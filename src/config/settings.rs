//! Application settings structs, defaults and TOML persistence.
//!
//! All structs implement `Serialize`, `Deserialize`, `Default` and `Clone`
//! so they can be round-tripped through TOML files and shared across threads.
//! Every section is `#[serde(default)]`, so a partially written file still
//! loads with the missing keys filled in.

use anyhow::Result;
use serde::{Deserialize, Serialize};

use super::AppPaths;

// ---------------------------------------------------------------------------
// ApiConfig
// ---------------------------------------------------------------------------

/// Settings for the remote correction endpoint.
///
/// The API key itself is **not** stored here; it lives in the credential
/// store (see [`crate::credential`]).
#[derive(Debug, Clone, Serialize, Deserialize)]
#[serde(default)]
pub struct ApiConfig {
    /// Scheme + host of the Generative Language API.
    pub base_url: String,
    /// Model name used in `/v1beta/models/{model}:generateContent`.
    pub model: String,
    /// Request timeout in seconds. `None` leaves the transport default in
    /// place.
    pub timeout_secs: Option<u64>,
}

impl Default for ApiConfig {
    fn default() -> Self {
        Self {
            base_url: "https://generativelanguage.googleapis.com".into(),
            model: "gemini-1.5-flash".into(),
            timeout_secs: None,
        }
    }
}

// ---------------------------------------------------------------------------
// HotkeyConfig
// ---------------------------------------------------------------------------

/// Global shortcut binding and the keystrokes sent around it.
#[derive(Debug, Clone, Serialize, Deserialize)]
#[serde(default)]
pub struct HotkeyConfig {
    /// Chord that triggers a correction (e.g. `"Ctrl+Alt+L"`).
    pub trigger: String,
    /// Send Ctrl+C / ⌘C before reading the clipboard, so a plain selection
    /// is enough.
    pub copy_selection: bool,
    /// Send Ctrl+V / ⌘V after the corrected text lands on the clipboard.
    pub paste_result: bool,
}

impl Default for HotkeyConfig {
    fn default() -> Self {
        Self {
            trigger: "Ctrl+Alt+L".into(),
            copy_selection: false,
            paste_result: false,
        }
    }
}

// ---------------------------------------------------------------------------
// UiConfig
// ---------------------------------------------------------------------------

/// egui window behaviour.
#[derive(Debug, Clone, Serialize, Deserialize)]
#[serde(default)]
pub struct UiConfig {
    /// Keep the window above all other windows.
    pub always_on_top: bool,
    /// Start with the window hidden when an API key is already stored.
    pub start_hidden_when_configured: bool,
    /// Seconds before a success status message disappears.
    pub status_clear_secs: u64,
}

impl Default for UiConfig {
    fn default() -> Self {
        Self {
            always_on_top: false,
            start_hidden_when_configured: true,
            status_clear_secs: 5,
        }
    }
}

// ---------------------------------------------------------------------------
// AppConfig  (top-level)
// ---------------------------------------------------------------------------

/// Top-level application configuration, serialised as `settings.toml`.
///
/// # Persistence
///
/// ```rust,no_run
/// use write_right::config::AppConfig;
///
/// // Load (returns Default when file is missing)
/// let config = AppConfig::load().unwrap();
///
/// // Modify and save
/// // config.save().unwrap();
/// ```
#[derive(Debug, Clone, Default, Serialize, Deserialize)]
#[serde(default)]
pub struct AppConfig {
    /// Remote endpoint settings.
    pub api: ApiConfig,
    /// Global shortcut settings.
    pub hotkey: HotkeyConfig,
    /// Window settings.
    pub ui: UiConfig,
}

impl AppConfig {
    /// Load configuration from the platform-appropriate `settings.toml`.
    ///
    /// Returns `Ok(AppConfig::default())` when the file does not exist yet.
    pub fn load() -> Result<Self> {
        Self::load_from(&AppPaths::new().settings_file)
    }

    /// Load from an explicit path (useful for tests).
    pub fn load_from(path: &std::path::Path) -> Result<Self> {
        if !path.exists() {
            return Ok(Self::default());
        }
        let content = std::fs::read_to_string(path)?;
        let config: Self = toml::from_str(&content)?;
        Ok(config)
    }

    /// Save configuration to the platform-appropriate `settings.toml`,
    /// creating parent directories as needed.
    pub fn save(&self) -> Result<()> {
        self.save_to(&AppPaths::new().settings_file)
    }

    /// Save to an explicit path (useful for tests).
    pub fn save_to(&self, path: &std::path::Path) -> Result<()> {
        if let Some(parent) = path.parent() {
            std::fs::create_dir_all(parent)?;
        }
        let content = toml::to_string_pretty(self)?;
        std::fs::write(path, content)?;
        Ok(())
    }
}

// ---------------------------------------------------------------------------
// Tests
// ---------------------------------------------------------------------------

——————————

> **TO DO**: Type out the whole listing once more, exactly as written.

> **SOLUTION FOR THIS TASK**:
filename src/config/settings.rs
//! Application settings structs, defaults and TOML persistence.
//!
//! All structs implement `Serialize`, `Deserialize`, `Default` and `Clone`
//! so they can be round-tripped through TOML files and shared across threads.
//! Every section is `#[serde(default)]`, so a partially written file still
//! loads with the missing keys filled in.

use anyhow::Result;
use serde::{Deserialize, Serialize};

use super::AppPaths;

// ---------------------------------------------------------------------------
// ApiConfig
// ---------------------------------------------------------------------------

/// Settings for the remote correction endpoint.
///
/// The API key itself is **not** stored here; it lives in the credential
/// store (see [`crate::credential`]).
#[derive(Debug, Clone, Serialize, Deserialize)]
#[serde(default)]
pub struct ApiConfig {
    /// Scheme + host of the Generative Language API.
    pub base_url: String,
    /// Model name used in `/v1beta/models/{model}:generateContent`.
    pub model: String,
    /// Request timeout in seconds. `None` leaves the transport default in
    /// place.
    pub timeout_secs: Option<u64>,
}

impl Default for ApiConfig {
    fn default() -> Self {
        Self {
            base_url: "https://generativelanguage.googleapis.com".into(),
            model: "gemini-1.5-flash".into(),
            timeout_secs: None,
        }
    }
}

// ---------------------------------------------------------------------------
// HotkeyConfig
// ---------------------------------------------------------------------------

/// Global shortcut binding and the keystrokes sent around it.
#[derive(Debug, Clone, Serialize, Deserialize)]
#[serde(default)]
pub struct HotkeyConfig {
    /// Chord that triggers a correction (e.g. `"Ctrl+Alt+L"`).
    pub trigger: String,
    /// Send Ctrl+C / ⌘C before reading the clipboard, so a plain selection
    /// is enough.
    pub copy_selection: bool,
    /// Send Ctrl+V / ⌘V after the corrected text lands on the clipboard.
    pub paste_result: bool,
}

impl Default for HotkeyConfig {
    fn default() -> Self {
        Self {
            trigger: "Ctrl+Alt+L".into(),
            copy_selection: false,
            paste_result: false,
        }
    }
}

// ---------------------------------------------------------------------------
// UiConfig
// ---------------------------------------------------------------------------

/// egui window behaviour.
#[derive(Debug, Clone, Serialize, Deserialize)]
#[serde(default)]
pub struct UiConfig {
    /// Keep the window above all other windows.
    pub always_on_top: bool,
    /// Start with the window hidden when an API key is already stored.
    pub start_hidden_when_configured: bool,
    /// Seconds before a success status message disappears.
    pub status_clear_secs: u64,
}

impl Default for UiConfig {
    fn default() -> Self {
        Self {
            always_on_top: false,
            start_hidden_when_configured: true,
            status_clear_secs: 5,
        }
    }
}

// ---------------------------------------------------------------------------
// AppConfig  (top-level)
// ---------------------------------------------------------------------------

/// Top-level application configuration, serialised as `settings.toml`.
///
/// # Persistence
///
/// ```rust,no_run
/// use write_right::config::AppConfig;
///
/// // Load (returns Default when file is missing)
/// let config = AppConfig::load().unwrap();
///
/// // Modify and save
/// // config.save().unwrap();
/// ```
#[derive(Debug, Clone, Default, Serialize, Deserialize)]
#[serde(default)]
pub struct AppConfig {
    /// Remote endpoint settings.
    pub api: ApiConfig,
    /// Global shortcut settings.
    pub hotkey: HotkeyConfig,
    /// Window settings.
    pub ui: UiConfig,
}

impl AppConfig {
    /// Load configuration from the platform-appropriate `settings.toml`.
    ///
    /// Returns `Ok(AppConfig::default())` when the file does not exist yet.
    pub fn load() -> Result<Self> {
        Self::load_from(&AppPaths::new().settings_file)
    }

    /// Load from an explicit path (useful for tests).
    pub fn load_from(path: &std::path::Path) -> Result<Self> {
        if !path.exists() {
            return Ok(Self::default());
        }
        let content = std::fs::read_to_string(path)?;
        let config: Self = toml::from_str(&content)?;
        Ok(config)
    }

    /// Save configuration to the platform-appropriate `settings.toml`,
    /// creating parent directories as needed.
    pub fn save(&self) -> Result<()> {
        self.save_to(&AppPaths::new().settings_file)
    }

    /// Save to an explicit path (useful for tests).
    pub fn save_to(&self, path: &std::path::Path) -> Result<()> {
        if let Some(parent) = path.parent() {
            std::fs::create_dir_all(parent)?;
        }
        let content = toml::to_string_pretty(self)?;
        std::fs::write(path, content)?;
        Ok(())
    }
}

// ---------------------------------------------------------------------------
// Tests
// ---------------------------------------------------------------------------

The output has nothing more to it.